His Doubtful Excellency describes Drabek's return to Prague at the end of the Communist era, full of optimism for his native land. He planned to be reunited with his extended family and to teach English, but the respect President Vaclav Havel had for Drabek's father, decorated posthumously as a war hero, soon catapulted Jan Drabek into the ranks of officialdom as Czech ambassador to Kenya and Albania.

Drabek also served as Chief of the Czech Diplomatic Protocol Department, during which time he played host to foreign dignitaries such as Pope John Paul II, Queen Elizabeth, Canada's Governor General Romeo LeBlanc, the King and Queen of Spain, Hillary Clinton, and former British Prime Minister's John Major and Margaret Thatcher.

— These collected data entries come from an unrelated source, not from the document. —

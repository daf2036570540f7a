// src/config/mod.rs
pub mod app;

pub use app::{AppConfig, Credentials};
//! Relevance scoring.
//!
//! Friendly sources get a single asymptotic boost toward 1.0. When sentiment
//! confidences are available, their mean *replaces* the boost. Confidences are
//! expected in [0,1]; no clamping is applied.

/// Share of the remaining distance to 1.0 granted to a trusted author.
pub const FRIENDLY_BOOST: f64 = 0.5;

pub fn score(is_friendly: bool, sentiment_confidences: Option<&[f64]>) -> f64 {
    let mut relevance = 0.0_f64;

    if is_friendly {
        relevance += (1.0 - relevance) * FRIENDLY_BOOST;
    }

    if let Some(conf) = sentiment_confidences.filter(|c| !c.is_empty()) {
        relevance = conf.iter().sum::<f64>() / conf.len() as f64;
    }

    relevance
}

As the Chief of Protocol, Drabek was puzzled by the vague unresponsive smiles of Margaret Thatcher until another diplomat explained to him that she was deaf. Her flamboyant hairdo concealed a hearing aid that worked well in a quiet room, but not in a noisy environment.

With the visit of Governor General Romeo LeBlanc, Drabek soon realized that most Czechs couldn't understand the Canadian concept of having a head of state who was neither royal, military nor presidential. The papal tour went off smoothly, thanks to the Vatican's well-tuned operation, but the Queen arrived during her famous annus horribilis, so her entourage was eager for crowd scenes that exuded "the wild adulation of undulating mobs.";

Drabek says the tensions of the Queen's visit to the Czech Republic were relieved somewhat by the cheerful irreverence of her consort, Prince Philip.
"I know, I know,"; Prince Philip told him, when they were shaking hands for the fifth time. "Never have so few shaken the hand of so few so many times to whom they owe nothing. But in this business you have to expect it.";

Drabek had a special interest in Madeleine Albright because they had Washington, D.C. connections through their fathers. Drabek's father had been active in the Czech underground and was one of the few non-Jews sent to Auschwitz with "Return Unwanted"; stamped on his papers. He was a longtime friend of Joseph Korbel, Albright's father. When President Carter insisted on appointing some non-Jews to the Holocaust Council, Albright suggested the elder Drabek.

Drabek first welcomed Albright to Prague when she was US Ambassador to the United Nations. He expresses surprise at Albright's claim that she knew nothing of her family's Jewish background, since everyone else did.

According to Drabek, Hillary Clinton prevailed upon her husband to appoint Madeleine Albright as the first female Secretary of State after the two women befriended one another during their visit to the Czech Republic under his auspices.

His Doubtful Excellency culminates in a disastrous episode that led to Drabek's estrangement from the Czech regime. With his novelist's eye for human foibles and a fine ironic style, Drabek describes his hair-raising departure from Albania-at his own expense-when he was forced to air-lift his critically ill wife without adequate support from the Czech government. After Joan Drabek nearly died from peritonitis, a perforated ulcer and appendicitis, the Drabeks returned to Canada.

Jan Drabek went to Prague in the wake of the 1989 euphoria because he wanted to be on hand as the Czech Republic thrived, but after seven years he felt he had witnessed only moral and economic decline.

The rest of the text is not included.